Abstract: Distributed file systems are key building blocks for cloud computing applications based on the Map Reduce programming paradigm. In such file systems, nodes simultaneously serve computing and storage functions. Files can also be dynamically created, deleted, and appended. This results in load imbalance in a distributed file system; that is, the file chunks are not distributed as uniformly as possible among the nodes. Emerging distributed file systems in production systems strongly depend on a central node for chunk reallocation. This dependence is clearly inadequate in a large-scale, failure-prone environment because the central load balancer is put under considerable workload that is linearly scaled with the system size, and may thus become the performance bottleneck and the single point of failure.
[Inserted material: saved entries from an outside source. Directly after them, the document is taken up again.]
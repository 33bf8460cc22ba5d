//! Application context for CLI command execution.
//!
//! [`App`] locates the repository, loads its configuration, and owns the
//! graph store that commands read from and write back to.
//!
//! # Example
//!
//! ```no_run
//! use frctl::app::App;
//! use std::path::Path;
//!
//! #[tokio::main(flavor = "current_thread")]
//! async fn main() -> anyhow::Result<()> {
//!     let mut app = App::from_directory(Path::new(".")).await?;
//!     let graph = app.load_graph().await?;
//!     println!("{} nodes", graph.node_count());
//!     app.save_graph(&graph).await?;
//!     Ok(())
//! }
//! ```

use crate::commands::init::find_frctl_root;
use crate::config::{FrctlConfig, CONFIG_FILE_NAME, FRCTL_DIR_NAME};
use crate::error::{Error, Result};
use frctl_graph::store::{GraphStore, JsonFileStore};
use frctl_graph::Graph;
use std::path::{Path, PathBuf};

/// Application context for CLI operations.
pub struct App {
    /// The graph store (trait object so tests can swap the backend)
    store: Box<dyn GraphStore>,

    /// Path to the `.frctl` directory
    frctl_dir: PathBuf,

    /// Resolved graph file path
    graph_path: PathBuf,

    /// Effective configuration, environment overrides applied
    config: FrctlConfig,
}

impl std::fmt::Debug for App {
    fn fmt(&self, f: &mut std::fmt::Formatter<'_>) -> std::fmt::Result {
        f.debug_struct("App")
            .field("frctl_dir", &self.frctl_dir)
            .field("graph_path", &self.graph_path)
            .field("config", &self.config)
            .field("store", &"<dyn GraphStore>")
            .finish()
    }
}

impl App {
    /// Create an App instance from the given working directory.
    ///
    /// Searches up the directory tree for `.frctl/`, loads the configuration,
    /// applies environment overrides, and opens the graph file.
    ///
    /// # Errors
    ///
    /// Returns an error if:
    /// - No frctl repository is found in the directory tree
    /// - Configuration cannot be loaded or an override is invalid
    pub async fn from_directory(working_dir: &Path) -> Result<Self> {
        let root_dir = find_frctl_root(working_dir).ok_or(Error::NotInitialized)?;
        let frctl_dir = root_dir.join(FRCTL_DIR_NAME);

        let mut config = FrctlConfig::load(&frctl_dir.join(CONFIG_FILE_NAME)).await?;
        config.apply_env_overrides()?;

        let graph_path = config.graph_path(&root_dir);
        let store = JsonFileStore::new(&graph_path).with_backup(config.storage.backup);
        tracing::debug!(graph = %graph_path.display(), "Opened frctl repository");

        Ok(Self {
            store: Box::new(store),
            frctl_dir,
            graph_path,
            config,
        })
    }

    /// Create an App over an arbitrary store.
    pub fn with_store(
        store: Box<dyn GraphStore>,
        frctl_dir: PathBuf,
        graph_path: PathBuf,
        config: FrctlConfig,
    ) -> Self {
        Self {
            store,
            frctl_dir,
            graph_path,
            config,
        }
    }

    /// Load the graph.
    ///
    /// # Errors
    ///
    /// Returns [`Error::GraphMissing`] if the store holds no graph, so a
    /// later save never replaces lost state with a fresh graph.
    pub async fn load_graph(&self) -> Result<Graph> {
        if !self.store.exists().await? {
            return Err(Error::GraphMissing(self.graph_path.clone()));
        }
        Ok(self.store.load().await?)
    }

    /// Persist the graph.
    ///
    /// This should be called after any mutating operation.
    pub async fn save_graph(&mut self, graph: &Graph) -> Result<()> {
        self.store.save(graph).await?;
        Ok(())
    }

    /// Namespace for generated node ids.
    pub fn namespace(&self) -> &str {
        &self.config.namespace
    }

    /// Path to the `.frctl` directory.
    pub fn frctl_dir(&self) -> &Path {
        &self.frctl_dir
    }

    /// Path to the graph file.
    pub fn graph_path(&self) -> &Path {
        &self.graph_path
    }

    /// Effective configuration.
    pub fn config(&self) -> &FrctlConfig {
        &self.config
    }
}
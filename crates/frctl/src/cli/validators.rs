//! CLI input validation functions.
//!
//! These validators are used by clap's `value_parser` attribute to validate
//! user input at parse time, providing immediate feedback for invalid values.

use serde_json::Value;

/// Validate a namespace.
///
/// Delegates to [`crate::config::validate_namespace`] so the rules live in
/// one place.
pub fn validate_namespace(s: &str) -> Result<String, String> {
    let trimmed = s.trim();
    crate::config::validate_namespace(trimmed).map_err(|e| e.to_string())?;
    Ok(trimmed.to_string())
}

/// Validate a node id argument.
///
/// Ids are opaque to the engine, so only blank input and embedded
/// whitespace are rejected.
pub fn validate_node_id(s: &str) -> Result<String, String> {
    let s = s.trim();

    if s.is_empty() {
        return Err("Node ID cannot be empty".to_string());
    }

    if s.chars().any(char::is_whitespace) {
        return Err(format!("Node ID '{}' cannot contain whitespace", s));
    }

    Ok(s.to_string())
}

/// Validate a node name.
pub fn validate_name(s: &str) -> Result<String, String> {
    let s = s.trim();
    if s.is_empty() {
        return Err("Node name cannot be empty".to_string());
    }
    Ok(s.to_string())
}

/// Parse a `key=value` metadata entry.
///
/// The value is stored as a JSON string; the key must be non-blank.
pub fn parse_metadata_entry(s: &str) -> Result<(String, Value), String> {
    let Some((key, value)) = s.split_once('=') else {
        return Err(format!(
            "Invalid metadata '{}'. Expected format: key=value",
            s
        ));
    };

    let key = key.trim();
    if key.is_empty() {
        return Err("Metadata key cannot be empty".to_string());
    }

    Ok((key.to_string(), Value::String(value.trim().to_string())))
}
In this proposal, a fully distributed load rebalancing algorithm is presented to cope with the load imbalance problem. Additionally, we aim to reduce network traffic or movement cost caused by rebalancing the loads of nodes as much as possible to maximize the network bandwidth available to normal applications. Moreover, as failure is the norm, nodes are newly added to sustain the overall system performance resulting in the heterogeneity of nodes. Exploiting capable nodes to improve the system performance is thus demanded. In the proposed system we also provide security for the data stored on cloud through encryption and decryption concepts.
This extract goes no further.